Going Baroque
First artists-in-residence of the year show liberal talent
by Mary Kate Skehan ‘12
October 14, 2011
The Galax Quartet and contralto Karen Clark performing in Rubendall Recital Hall on Oct. 8. “The performers were thrilled to have such a high-level venue for their work,” says music professor Amy Wlodarski. Photo by Taylor Thompson '14.As the inaugural artists of the music department’s new residency series, the Galax Quartet modeled their own influential take on the liberal arts during their recent whirlwind visit.
In the past, Dickinson’s artists-in-residence have been contracted for two to three years. This year, the department has opted for three separate week-long residencies, explains Amy Wlodarski, associate professor of music and residency coordinator.
“We thought the new model would allow our students greater contact with a wider variety of performers, which would in turn support our entire curriculum rather than just segments of it,” Wlodarski says.“The goal of these residencies is to bring as many students as possible into meaningful contact with the artists, primarily through class discussions, tutorials and lessons.”

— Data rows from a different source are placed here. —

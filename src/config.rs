use std::env;

use thiserror::Error;

#[derive(Debug, Error, PartialEq)]
pub enum ConfigError {
    #[error("{0} must be set")]
    Missing(&'static str),
    #[error("{var} has an invalid value: {value}")]
    Invalid { var: &'static str, value: String },
}

#[derive(Debug, Clone, PartialEq)]
pub enum StoreConfig {
    Supabase { url: String, api_key: String },
    Memory,
}

#[derive(Debug, Clone, PartialEq)]
pub struct MediaConfig {
    pub bucket: String,
    pub region: String,
    pub credentials: Option<(String, String)>,
    pub public_base_url: Option<String>,
}

/// Runtime configuration, read from the environment (and `.env` via dotenvy).
#[derive(Debug, Clone, PartialEq)]
pub struct Config {
    pub port: u16,
    pub store: StoreConfig,
    /// Supabase project URL, needed for remote token checks even with the memory store.
    pub supabase_url: Option<String>,
    pub supabase_anon_key: Option<String>,
    pub jwt_secret: Option<String>,
    pub media: Option<MediaConfig>,
    pub cors_origins: Vec<String>,
}

impl Config {
    pub fn from_env() -> Result<Self, ConfigError> {
        Self::from_lookup(|name| env::var(name).ok())
    }

    pub fn from_lookup<F>(lookup: F) -> Result<Self, ConfigError>
    where
        F: Fn(&str) -> Option<String>,
    {
        let var = |name: &str| lookup(name).filter(|value| !value.trim().is_empty());

        let port: u16 = match var("PORT") {
            Some(value) => value.parse().map_err(|_| ConfigError::Invalid {
                var: "PORT",
                value,
            })?,
            None => 5000,
        };

        let supabase_url = var("SUPABASE_URL");
        let service_key = var("SUPABASE_SERVICE_KEY").or_else(|| var("SUPABASE_API_KEY"));

        let store = match var("ESTATO_STORE").as_deref() {
            None | Some("supabase") => StoreConfig::Supabase {
                url: supabase_url
                    .clone()
                    .ok_or(ConfigError::Missing("SUPABASE_URL"))?,
                api_key: service_key
                    .clone()
                    .ok_or(ConfigError::Missing("SUPABASE_SERVICE_KEY"))?,
            },
            Some("memory") => StoreConfig::Memory,
            Some(other) => {
                return Err(ConfigError::Invalid {
                    var: "ESTATO_STORE",
                    value: other.to_string(),
                })
            }
        };

        let media = var("S3_BUCKET").map(|bucket| MediaConfig {
            bucket,
            region: var("AWS_REGION").unwrap_or_else(|| "us-west-2".to_string()),
            credentials: var("AWS_ACCESS_KEY_ID").zip(var("AWS_SECRET_ACCESS_KEY")),
            public_base_url: var("MEDIA_PUBLIC_BASE_URL"),
        });

        let cors_origins = var("CORS_ORIGINS")
            .map(|value| {
                value
                    .split(',')
                    .map(str::trim)
                    .filter(|origin| !origin.is_empty())
                    .map(String::from)
                    .collect()
            })
            .unwrap_or_default();

        Ok(Config {
            port,
            store,
            supabase_url,
            supabase_anon_key: var("SUPABASE_ANON_KEY").or(service_key),
            jwt_secret: var("SUPABASE_JWT_SECRET"),
            media,
            cors_origins,
        })
    }
}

The quartet’s schedule included meeting with four classes, coaching the choir and orchestra on Baroque-era techniques, demonstrating performance practice for the string studio, working with members of the theater & dance department to stage a public performance and conducting a private violin lesson with a Dickinson student. The capstone of their visit was a public concert, English and American Consort Songs, in the newly renovated Rubendall Recital Hall on Oct. 8.
Stephen Reale ’14, a music-composition major, met the quartet when they attended his History of Music class. “In between [performance] pieces, each member took the time to explain what his or her instrument was like in the Baroque time period and how it is emulated today,” he says.
Reale and his fellow music-composition majors also had lunch with Roy Wheldon, the quartet’s viola de gamba player and a composer, and Chan Ka Nin, a composer who visited with the quartet. “It was fascinating to hear their two creative processes as well as who their influences are,” Reale recounts.
The ensemble also attended two poetry classes taught by Assistant Professor of English Siobhan Phillips. In addition to their work with Baroque music, Galax performs musical interpretations of American poet Gary Snyder’s work. “I was hoping that our sessions with the quartet would help to illuminate the Gary Snyder poems that the music uses,” says Phillips, “It’s easy to forget about the origins of ‘lyric,’ but verse and song are closely linked. … My classes got a lot out of the sessions and concert.”
The music department invites artists who can make such connections across the disciplines, says Wlodrarski. “Galax was an ideal example of how these cross-departmental opportunities can happen.”
The next artist-in-residency, the ensemble Third Coast Percussion, will work with two first-year seminars studying the music of John Cage. “[The group is] even planning some flash-mob events, as another means to reach the broader campus population,” Wlodarski reports. “Groups like these embody how we conceive of music as a liberal-arts medium—one with natural extensions to other disciplines and departments.”